** Opening Exercise input block **
//! Periodic cycle driver: scan, risk sweep, heartbeats, nightly
//! optimization. Jobs are fire-and-log; one job's failure never crashes a
//! sibling.

use crate::application::agents::Agent;
use crate::application::agents::orchestrator::Orchestrator;
use crate::application::agents::quant_lab::QuantLab;
use crate::application::agents::risk_sentinel::RiskSentinel;
use crate::config::Config;
use chrono::{Duration as ChronoDuration, Utc};
use std::sync::Arc;
use std::time::Duration;
use tokio::sync::watch;
use tokio::task::JoinHandle;
use tokio::time;
use tracing::{error, info};

const HEARTBEAT_INTERVAL: Duration = Duration::from_secs(30);
const NIGHTLY_LOOKBACK_DAYS: i64 = 30;
const DEFAULT_STRATEGY: &str = "default";

pub struct Scheduler {
    config: Arc<Config>,
    orchestrator: Arc<Orchestrator>,
    risk_sentinel: Arc<RiskSentinel>,
    quant_lab: Arc<QuantLab>,
    agents: Vec<Arc<dyn Agent>>,
}

impl Scheduler {
    pub fn new(
        config: Arc<Config>,
        orchestrator: Arc<Orchestrator>,
        risk_sentinel: Arc<RiskSentinel>,
        quant_lab: Arc<QuantLab>,
        agents: Vec<Arc<dyn Agent>>,
    ) -> Self {
        Self {
            config,
            orchestrator,
            risk_sentinel,
            quant_lab,
            agents,
        }
    }

    /// Spawn the four background jobs. They run until the shutdown channel
    /// flips to true.
    pub fn start(self, shutdown: watch::Receiver<bool>) -> Vec<JoinHandle<()>> {
        info!(
            "Scheduler starting: scan every {}s, risk sweep every {}s, heartbeats every {}s, optimization at 00:00 UTC",
            self.config.scan_interval_seconds,
            self.config.risk_check_interval_seconds,
            HEARTBEAT_INTERVAL.as_secs()
        );

        vec![
            self.spawn_scan_job(shutdown.clone()),
            self.spawn_risk_job(shutdown.clone()),
            self.spawn_heartbeat_job(shutdown.clone()),
            self.spawn_nightly_job(shutdown),
        ]
    }

    fn spawn_scan_job(&self, mut shutdown: watch::Receiver<bool>) -> JoinHandle<()> {
        let orchestrator = self.orchestrator.clone();
        let config = self.config.clone();
        tokio::spawn(async move {
            let mut ticker = time::interval(Duration::from_secs(config.scan_interval_seconds));
            ticker.set_missed_tick_behavior(time::MissedTickBehavior::Delay);
            ticker.tick().await; // first tick completes immediately

            loop {
                tokio::select! {
                    _ = ticker.tick() => {
                        for symbol in &config.default_symbols {
                            let outcome = orchestrator
                                .run_scan_cycle(symbol, DEFAULT_STRATEGY, &config.timeframe)
                                .await;
                            if let Some(e) = outcome.error {
                                error!("Scan cycle error for {symbol}: {e}");
                            }
                        }
                    }
                    _ = shutdown.changed() => {
                        info!("Scan job stopping");
                        return;
                    }
                }
            }
        })
    }

    fn spawn_risk_job(&self, mut shutdown: watch::Receiver<bool>) -> JoinHandle<()> {
        let sentinel = self.risk_sentinel.clone();
        let config = self.config.clone();
        tokio::spawn(async move {
            let mut ticker =
                time::interval(Duration::from_secs(config.risk_check_interval_seconds));
            ticker.set_missed_tick_behavior(time::MissedTickBehavior::Delay);
            ticker.tick().await;

            loop {
                tokio::select! {
                    _ = ticker.tick() => {
                        for symbol in &config.default_symbols {
                            // Portfolio-only sweep, no trade proposal.
                            if let Err(e) = sentinel.run_with_tracking(symbol, None).await {
                                error!("Risk check error for {symbol}: {e:#}");
                            }
                        }
                    }
                    _ = shutdown.changed() => {
                        info!("Risk job stopping");
                        return;
                    }
                }
            }
        })
    }

    fn spawn_heartbeat_job(&self, mut shutdown: watch::Receiver<bool>) -> JoinHandle<()> {
        let agents = self.agents.clone();
        tokio::spawn(async move {
            let mut ticker = time::interval(HEARTBEAT_INTERVAL);
            ticker.tick().await;

            loop {
                tokio::select! {
                    _ = ticker.tick() => {
                        for agent in &agents {
                            if let Err(e) = agent.heartbeat().await {
                                error!("Heartbeat error for {}: {e:#}", agent.name());
                            }
                        }
                    }
                    _ = shutdown.changed() => {
                        info!("Heartbeat job stopping");
                        return;
                    }
                }
            }
        })
    }

    fn spawn_nightly_job(&self, mut shutdown: watch::Receiver<bool>) -> JoinHandle<()> {
        let quant = self.quant_lab.clone();
        tokio::spawn(async move {
            loop {
                let sleep_duration = duration_until_utc_midnight();
                tokio::select! {
                    _ = time::sleep(sleep_duration) => {
                        info!("Nightly optimization starting");
                        match quant
                            .run_optimization(DEFAULT_STRATEGY, NIGHTLY_LOOKBACK_DAYS)
                            .await
                        {
                            Ok(report) => info!(
                                "Nightly optimization done: regime={:?}, {} recommendations",
                                report.regime,
                                report.recommendations.len()
                            ),
                            Err(e) => error!("Optimization error: {e:#}"),
                        }
                    }
                    _ = shutdown.changed() => {
                        info!("Nightly job stopping");
                        return;
                    }
                }
            }
        })
    }
}

/// Wall-clock wait until the next 00:00 UTC.
fn duration_until_utc_midnight() -> Duration {
    let now = Utc::now();
    let next_midnight = (now + ChronoDuration::days(1))
        .date_naive()
        .and_hms_opt(0, 0, 0)
        .map(|d| d.and_utc())
        .unwrap_or(now + ChronoDuration::days(1));
    (next_midnight - now)
        .to_std()
        .unwrap_or(Duration::from_secs(24 * 60 * 60))
}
** Closing Exercise input block **
**Task description:**
Return all lines from the data above with "error" in them.

**Answer space:**
use tracing::{error, info};
                            if let Some(e) = outcome.error {
                                error!("Scan cycle error for {symbol}: {e}");
                                error!("Risk check error for {symbol}: {e:#}");
                                error!("Heartbeat error for {}: {e:#}", agent.name());
                            Err(e) => error!("Optimization error: {e:#}"),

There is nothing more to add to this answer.